Last month, I recapped 2012 and revisited what prices had done over the course of the year. I spoke extensively about the large number of increases in multi-family and single family starts. Price increases, coupled with less production, led to price appreciation throughout the course of the year. In fact, in late November and early December, prices reached highs for the year and currently show no signs of erosion. This leads us to what possibly could happen in 2013.
In a nutshell, I expect home starts to rise another 10% to 15% during the first six months of the year and then flatten out before they drift downward in the second half. Analyzing what the first six months could be, we have to look at starts and the expected supply of materials. We expect next year’s starts (annualized) to cross the million mark on a consistent basis beginning in late spring or early summer. This would mean that we will have seen an 85% increase over the past 18 months. As long as interest rates stay low, the economy keeps improving and banks keep lending, I believe this increase will happen. While I firmly believe these numbers will hold true; there are a few minor “if’s” we should consider. I do believe we will solve the national financial cliff issues shortly; no later than February. Even if we would go over this cliff (or speed bump) it will take time before it impacts the economy. More importantly, neither party wants this economy to turn sour and this fear will force parties to come to some kind of agreement.

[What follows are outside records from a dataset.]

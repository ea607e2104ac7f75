//! Canonical header representation.
//!
//! Headers may be supplied either as a `reqwest::header::HeaderMap` or as an
//! ordered list of name/value pairs. Both normalize into [`HeaderList`], which
//! is the only form the executor applies to a request.

use reqwest::header::{HeaderMap, HeaderName, HeaderValue};

use crate::error::{RestError, Result};

/// Ordered list of header name/value pairs.
///
/// Names keep the case they were given with; comparisons are
/// case-insensitive. Repeated names are allowed and are sent as separate
/// header lines in order.
#[derive(Debug, Clone, Default, PartialEq, Eq)]
pub struct HeaderList(Vec<(String, String)>);

impl HeaderList {
    pub fn new() -> Self {
        Self::default()
    }

    pub fn push(&mut self, name: impl Into<String>, value: impl Into<String>) {
        self.0.push((name.into(), value.into()));
    }

    pub fn iter(&self) -> impl Iterator<Item = (&str, &str)> {
        self.0.iter().map(|(n, v)| (n.as_str(), v.as_str()))
    }

    pub fn len(&self) -> usize {
        self.0.len()
    }

    pub fn is_empty(&self) -> bool {
        self.0.is_empty()
    }

    /// Whether any entry has the given name (case-insensitive).
    pub fn contains(&self, name: &str) -> bool {
        self.0.iter().any(|(n, _)| n.eq_ignore_ascii_case(name))
    }

    /// Lay `overrides` on top of `self`.
    ///
    /// Every name present in `overrides` replaces all entries of that name in
    /// `self`; names only present in `self` are kept in their original order.
    pub fn merge_over(&self, overrides: &HeaderList) -> HeaderList {
        let mut merged: Vec<(String, String)> = self
            .0
            .iter()
            .filter(|(name, _)| !overrides.contains(name))
            .cloned()
            .collect();
        merged.extend(overrides.0.iter().cloned());
        HeaderList(merged)
    }

    /// Validate every entry and build a `HeaderMap` preserving repeated names.
    pub fn to_header_map(&self) -> Result<HeaderMap> {
        let mut map = HeaderMap::with_capacity(self.0.len());
        for (name, value) in &self.0 {
            let name = HeaderName::from_bytes(name.as_bytes())
                .map_err(|e| RestError::InvalidHeader(format!("{name:?}: {e}")))?;
            let value = HeaderValue::from_str(value)
                .map_err(|e| RestError::InvalidHeader(format!("{name}: {e}")))?;
            map.append(name, value);
        }
        Ok(map)
    }
}

impl From<HeaderMap> for HeaderList {
    fn from(map: HeaderMap) -> Self {
        HeaderList::from(&map)
    }
}

impl From<&HeaderMap> for HeaderList {
    fn from(map: &HeaderMap) -> Self {
        HeaderList(
            map.iter()
                .map(|(name, value)| {
                    (
                        name.as_str().to_string(),
                        String::from_utf8_lossy(value.as_bytes()).into_owned(),
                    )
                })
                .collect(),
        )
    }
}

impl<K: Into<String>, V: Into<String>> From<Vec<(K, V)>> for HeaderList {
    fn from(pairs: Vec<(K, V)>) -> Self {
        HeaderList(pairs.into_iter().map(|(k, v)| (k.into(), v.into())).collect())
    }
}

impl<K: Into<String>, V: Into<String>, const N: usize> From<[(K, V); N]> for HeaderList {
    fn from(pairs: [(K, V); N]) -> Self {
        HeaderList(pairs.into_iter().map(|(k, v)| (k.into(), v.into())).collect())
    }
}

impl<K: Into<String>, V: Into<String>> FromIterator<(K, V)> for HeaderList {
    fn from_iter<I: IntoIterator<Item = (K, V)>>(iter: I) -> Self {
        HeaderList(iter.into_iter().map(|(k, v)| (k.into(), v.into())).collect())
    }
}

#[cfg(test)]
mod tests {
    use super::*;

    #[test]
    fn test_from_header_map_and_pairs_agree() {
        let mut map = HeaderMap::new();
        map.insert("x-api-key", HeaderValue::from_static("secret"));
        let from_map = HeaderList::from(map);
        let from_pairs = HeaderList::from(vec![("x-api-key", "secret")]);
        assert_eq!(from_map, from_pairs);
    }

    #[test]
    fn test_header_map_keeps_repeated_values() {
        let mut map = HeaderMap::new();
        map.append("accept", HeaderValue::from_static("text/plain"));
        map.append("accept", HeaderValue::from_static("application/json"));
        let list = HeaderList::from(&map);
        assert_eq!(list.len(), 2);

        let back = list.to_header_map().unwrap();
        let values: Vec<_> = back.get_all("accept").iter().collect();
        assert_eq!(values.len(), 2);
    }

    #[test]
    fn test_merge_over_replaces_by_name_case_insensitive() {
        let base = HeaderList::from([("X-Trace", "a"), ("Accept", "text/plain"), ("x-trace", "b")]);
        let call = HeaderList::from([("x-TRACE", "c")]);
        let merged = base.merge_over(&call);
        let entries: Vec<_> = merged.iter().collect();
        assert_eq!(entries, vec![("Accept", "text/plain"), ("x-TRACE", "c")]);
    }

    #[test]
    fn test_merge_over_empty_is_identity() {
        let base = HeaderList::from([("Accept", "text/plain")]);
        assert_eq!(base.merge_over(&HeaderList::new()), base);
    }

    #[test]
    fn test_invalid_header_name_rejected() {
        let list = HeaderList::from([("bad header", "v")]);
        assert!(matches!(list.to_header_map(), Err(RestError::InvalidHeader(_))));
    }

    #[test]
    fn test_invalid_header_value_rejected() {
        let list = HeaderList::from([("x-ok", "line\nbreak")]);
        assert!(matches!(list.to_header_map(), Err(RestError::InvalidHeader(_))));
    }
}
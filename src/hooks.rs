//! Lifecycle observers.
//!
//! A hook registered on a client runs once per request, right after the
//! transport request is created and before the method, headers and timeout
//! are finalized. Hooks may inspect or mutate the request.

use std::fmt;
use std::sync::atomic::{AtomicU64, Ordering};
use std::sync::{Arc, RwLock};

use reqwest::Request;

/// Callback invoked with each newly created request.
pub type CreateHook = Arc<dyn Fn(&mut Request) + Send + Sync>;

/// Handle returned by [`RestClient::subscribe`](crate::RestClient::subscribe).
#[derive(Debug, Clone, Copy, PartialEq, Eq, Hash)]
pub struct SubscriptionId(u64);

#[derive(Default)]
pub(crate) struct Hooks {
    next_id: AtomicU64,
    entries: RwLock<Vec<(SubscriptionId, CreateHook)>>,
}

impl Hooks {
    pub(crate) fn subscribe(&self, hook: CreateHook) -> SubscriptionId {
        let id = SubscriptionId(self.next_id.fetch_add(1, Ordering::Relaxed));
        self.entries
            .write()
            .unwrap_or_else(|e| e.into_inner())
            .push((id, hook));
        id
    }

    pub(crate) fn unsubscribe(&self, id: SubscriptionId) -> bool {
        let mut entries = self.entries.write().unwrap_or_else(|e| e.into_inner());
        let before = entries.len();
        entries.retain(|(entry_id, _)| *entry_id != id);
        entries.len() != before
    }

    pub(crate) fn len(&self) -> usize {
        self.entries.read().unwrap_or_else(|e| e.into_inner()).len()
    }

    /// Run every hook in registration order.
    ///
    /// The lock is released before any hook runs, so a hook may subscribe or
    /// unsubscribe without deadlocking; such changes apply from the next
    /// request on.
    pub(crate) fn emit_create(&self, request: &mut Request) {
        let hooks: Vec<CreateHook> = self
            .entries
            .read()
            .unwrap_or_else(|e| e.into_inner())
            .iter()
            .map(|(_, hook)| Arc::clone(hook))
            .collect();

        if hooks.is_empty() {
            return;
        }
        tracing::trace!(count = hooks.len(), url = %request.url(), "running create hooks");
        for hook in hooks {
            hook(request);
        }
    }
}

impl fmt::Debug for Hooks {
    fn fmt(&self, f: &mut fmt::Formatter<'_>) -> fmt::Result {
        f.debug_struct("Hooks").field("count", &self.len()).finish()
    }
}

#[cfg(test)]
mod tests {
    use super::*;
    use std::sync::atomic::AtomicUsize;

    fn request() -> Request {
        Request::new(
            reqwest::Method::GET,
            "http://example.com/".parse().unwrap(),
        )
    }

    #[test]
    fn test_hooks_run_in_order_and_can_mutate() {
        let hooks = Hooks::default();
        hooks.subscribe(Arc::new(|req: &mut Request| {
            req.headers_mut()
                .insert("x-order", "first".parse().unwrap());
        }));
        hooks.subscribe(Arc::new(|req: &mut Request| {
            let prev = req.headers()["x-order"].to_str().unwrap().to_string();
            req.headers_mut()
                .insert("x-order", format!("{prev},second").parse().unwrap());
        }));

        let mut req = request();
        hooks.emit_create(&mut req);
        assert_eq!(req.headers()["x-order"], "first,second");
    }

    #[test]
    fn test_unsubscribe_stops_delivery() {
        let hooks = Hooks::default();
        let calls = Arc::new(AtomicUsize::new(0));
        let counter = Arc::clone(&calls);
        let id = hooks.subscribe(Arc::new(move |_: &mut Request| {
            counter.fetch_add(1, Ordering::SeqCst);
        }));

        hooks.emit_create(&mut request());
        assert!(hooks.unsubscribe(id));
        assert!(!hooks.unsubscribe(id));
        hooks.emit_create(&mut request());

        assert_eq!(calls.load(Ordering::SeqCst), 1);
        assert_eq!(hooks.len(), 0);
    }

    #[test]
    fn test_ids_are_unique() {
        let hooks = Hooks::default();
        let a = hooks.subscribe(Arc::new(|_: &mut Request| {}));
        let b = hooks.subscribe(Arc::new(|_: &mut Request| {}));
        assert_ne!(a, b);
        assert_eq!(hooks.len(), 2);
    }
}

Production will to have to keep up with demand. In the first half of 2013 mills will be in the driver’s seat and they will be able to dictate prices to a large degree. As the year progresses we should see more OSB plants come back on line (they are announcing startups now) as well as lumber mills adding shifts as logging production increases. This will help check prices in the second half of the year.
So what does this mean for you?
The 10% to 15% increase projection is significant as we are starting this year at prices much higher than last year. So plan your business and pricing accordingly. As the year goes along you should be able to see where lumber prices are going and expect a flattening and even some price relief.
Have a Merry Christmas and a Happy New Year!